■ Instructions to follow ■
Nothing in the data is to be left out; copy it exactly.

####################

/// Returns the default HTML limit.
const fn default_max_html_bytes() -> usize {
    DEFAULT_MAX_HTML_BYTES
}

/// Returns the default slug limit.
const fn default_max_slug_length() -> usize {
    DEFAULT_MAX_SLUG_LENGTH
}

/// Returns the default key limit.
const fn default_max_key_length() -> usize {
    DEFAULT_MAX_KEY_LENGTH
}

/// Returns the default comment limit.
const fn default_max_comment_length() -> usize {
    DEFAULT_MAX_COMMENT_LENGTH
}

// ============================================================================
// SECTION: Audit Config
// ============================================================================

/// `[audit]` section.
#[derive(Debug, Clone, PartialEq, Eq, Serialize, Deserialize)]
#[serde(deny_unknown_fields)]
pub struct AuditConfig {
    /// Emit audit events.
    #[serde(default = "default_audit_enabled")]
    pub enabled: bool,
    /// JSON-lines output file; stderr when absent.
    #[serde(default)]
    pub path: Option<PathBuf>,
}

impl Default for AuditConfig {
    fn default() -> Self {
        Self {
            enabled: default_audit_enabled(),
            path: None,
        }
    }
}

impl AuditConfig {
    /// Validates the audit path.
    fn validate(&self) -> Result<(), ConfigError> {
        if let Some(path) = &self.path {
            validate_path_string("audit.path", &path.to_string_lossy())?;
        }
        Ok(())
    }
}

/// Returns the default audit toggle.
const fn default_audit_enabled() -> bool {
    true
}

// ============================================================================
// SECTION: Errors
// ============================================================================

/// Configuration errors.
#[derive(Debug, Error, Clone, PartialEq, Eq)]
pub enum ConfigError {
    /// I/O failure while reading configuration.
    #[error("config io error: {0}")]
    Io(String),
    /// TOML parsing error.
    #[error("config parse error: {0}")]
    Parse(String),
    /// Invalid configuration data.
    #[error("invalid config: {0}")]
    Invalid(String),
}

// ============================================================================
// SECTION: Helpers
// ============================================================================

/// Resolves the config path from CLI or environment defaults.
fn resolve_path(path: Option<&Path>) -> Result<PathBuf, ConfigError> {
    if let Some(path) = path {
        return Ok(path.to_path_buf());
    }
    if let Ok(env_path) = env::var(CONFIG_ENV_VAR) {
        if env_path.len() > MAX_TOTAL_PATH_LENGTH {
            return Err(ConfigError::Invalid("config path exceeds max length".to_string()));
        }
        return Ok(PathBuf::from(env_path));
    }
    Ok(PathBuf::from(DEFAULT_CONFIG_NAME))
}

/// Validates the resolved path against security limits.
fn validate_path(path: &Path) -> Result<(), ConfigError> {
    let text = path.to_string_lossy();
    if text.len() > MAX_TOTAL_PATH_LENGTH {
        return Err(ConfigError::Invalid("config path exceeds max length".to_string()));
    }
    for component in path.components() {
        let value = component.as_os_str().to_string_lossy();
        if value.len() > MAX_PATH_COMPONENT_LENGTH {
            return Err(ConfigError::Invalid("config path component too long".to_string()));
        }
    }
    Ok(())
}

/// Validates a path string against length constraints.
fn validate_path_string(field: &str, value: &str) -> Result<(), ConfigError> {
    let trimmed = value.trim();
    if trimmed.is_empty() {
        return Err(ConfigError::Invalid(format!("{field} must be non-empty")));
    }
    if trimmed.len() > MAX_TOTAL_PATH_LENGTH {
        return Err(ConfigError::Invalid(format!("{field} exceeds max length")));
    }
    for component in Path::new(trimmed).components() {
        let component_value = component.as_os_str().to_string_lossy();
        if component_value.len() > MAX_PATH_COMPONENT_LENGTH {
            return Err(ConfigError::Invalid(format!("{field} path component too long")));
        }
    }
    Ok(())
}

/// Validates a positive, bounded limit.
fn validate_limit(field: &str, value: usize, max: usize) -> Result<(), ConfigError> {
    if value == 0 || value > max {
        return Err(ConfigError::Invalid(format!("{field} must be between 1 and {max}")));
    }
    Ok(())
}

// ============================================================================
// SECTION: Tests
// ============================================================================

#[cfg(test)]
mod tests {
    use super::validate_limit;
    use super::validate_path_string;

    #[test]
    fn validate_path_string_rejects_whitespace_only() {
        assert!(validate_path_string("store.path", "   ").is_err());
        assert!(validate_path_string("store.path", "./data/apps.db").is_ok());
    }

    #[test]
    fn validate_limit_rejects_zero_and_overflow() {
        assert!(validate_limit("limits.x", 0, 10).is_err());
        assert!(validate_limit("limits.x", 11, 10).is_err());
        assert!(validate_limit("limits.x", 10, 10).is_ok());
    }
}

####################

■ Solution to this problem ■
/// Returns the default HTML limit.
const fn default_max_html_bytes() -> usize {
    DEFAULT_MAX_HTML_BYTES
}

/// Returns the default slug limit.
const fn default_max_slug_length() -> usize {
    DEFAULT_MAX_SLUG_LENGTH
}

/// Returns the default key limit.
const fn default_max_key_length() -> usize {
    DEFAULT_MAX_KEY_LENGTH
}

/// Returns the default comment limit.
const fn default_max_comment_length() -> usize {
    DEFAULT_MAX_COMMENT_LENGTH
}

// ============================================================================
// SECTION: Audit Config
// ============================================================================

/// `[audit]` section.
#[derive(Debug, Clone, PartialEq, Eq, Serialize, Deserialize)]
#[serde(deny_unknown_fields)]
pub struct AuditConfig {
    /// Emit audit events.
    #[serde(default = "default_audit_enabled")]
    pub enabled: bool,
    /// JSON-lines output file; stderr when absent.
    #[serde(default)]
    pub path: Option<PathBuf>,
}

impl Default for AuditConfig {
    fn default() -> Self {
        Self {
            enabled: default_audit_enabled(),
            path: None,
        }
    }
}

impl AuditConfig {
    /// Validates the audit path.
    fn validate(&self) -> Result<(), ConfigError> {
        if let Some(path) = &self.path {
            validate_path_string("audit.path", &path.to_string_lossy())?;
        }
        Ok(())
    }
}

/// Returns the default audit toggle.
const fn default_audit_enabled() -> bool {
    true
}

// ============================================================================
// SECTION: Errors
// ============================================================================

/// Configuration errors.
#[derive(Debug, Error, Clone, PartialEq, Eq)]
pub enum ConfigError {
    /// I/O failure while reading configuration.
    #[error("config io error: {0}")]
    Io(String),
    /// TOML parsing error.
    #[error("config parse error: {0}")]
    Parse(String),
    /// Invalid configuration data.
    #[error("invalid config: {0}")]
    Invalid(String),
}

// ============================================================================
// SECTION: Helpers
// ============================================================================

/// Resolves the config path from CLI or environment defaults.
fn resolve_path(path: Option<&Path>) -> Result<PathBuf, ConfigError> {
    if let Some(path) = path {
        return Ok(path.to_path_buf());
    }
    if let Ok(env_path) = env::var(CONFIG_ENV_VAR) {
        if env_path.len() > MAX_TOTAL_PATH_LENGTH {
            return Err(ConfigError::Invalid("config path exceeds max length".to_string()));
        }
        return Ok(PathBuf::from(env_path));
    }
    Ok(PathBuf::from(DEFAULT_CONFIG_NAME))
}

/// Validates the resolved path against security limits.
fn validate_path(path: &Path) -> Result<(), ConfigError> {
    let text = path.to_string_lossy();
    if text.len() > MAX_TOTAL_PATH_LENGTH {
        return Err(ConfigError::Invalid("config path exceeds max length".to_string()));
    }
    for component in path.components() {
        let value = component.as_os_str().to_string_lossy();
        if value.len() > MAX_PATH_COMPONENT_LENGTH {
            return Err(ConfigError::Invalid("config path component too long".to_string()));
        }
    }
    Ok(())
}

/// Validates a path string against length constraints.
fn validate_path_string(field: &str, value: &str) -> Result<(), ConfigError> {
    let trimmed = value.trim();
    if trimmed.is_empty() {
        return Err(ConfigError::Invalid(format!("{field} must be non-empty")));
    }
    if trimmed.len() > MAX_TOTAL_PATH_LENGTH {
        return Err(ConfigError::Invalid(format!("{field} exceeds max length")));
    }
    for component in Path::new(trimmed).components() {
        let component_value = component.as_os_str().to_string_lossy();
        if component_value.len() > MAX_PATH_COMPONENT_LENGTH {
            return Err(ConfigError::Invalid(format!("{field} path component too long")));
        }
    }
    Ok(())
}

/// Validates a positive, bounded limit.
fn validate_limit(field: &str, value: usize, max: usize) -> Result<(), ConfigError> {
    if value == 0 || value > max {
        return Err(ConfigError::Invalid(format!("{field} must be between 1 and {max}")));
    }
    Ok(())
}

// ============================================================================
// SECTION: Tests
// ============================================================================

#[cfg(test)]
mod tests {
    use super::validate_limit;
    use super::validate_path_string;

    #[test]
    fn validate_path_string_rejects_whitespace_only() {
        assert!(validate_path_string("store.path", "   ").is_err());
        assert!(validate_path_string("store.path", "./data/apps.db").is_ok());
    }

    #[test]
    fn validate_limit_rejects_zero_and_overflow() {
        assert!(validate_limit("limits.x", 0, 10).is_err());
        assert!(validate_limit("limits.x", 11, 10).is_err());
        assert!(validate_limit("limits.x", 10, 10).is_ok());
    }
}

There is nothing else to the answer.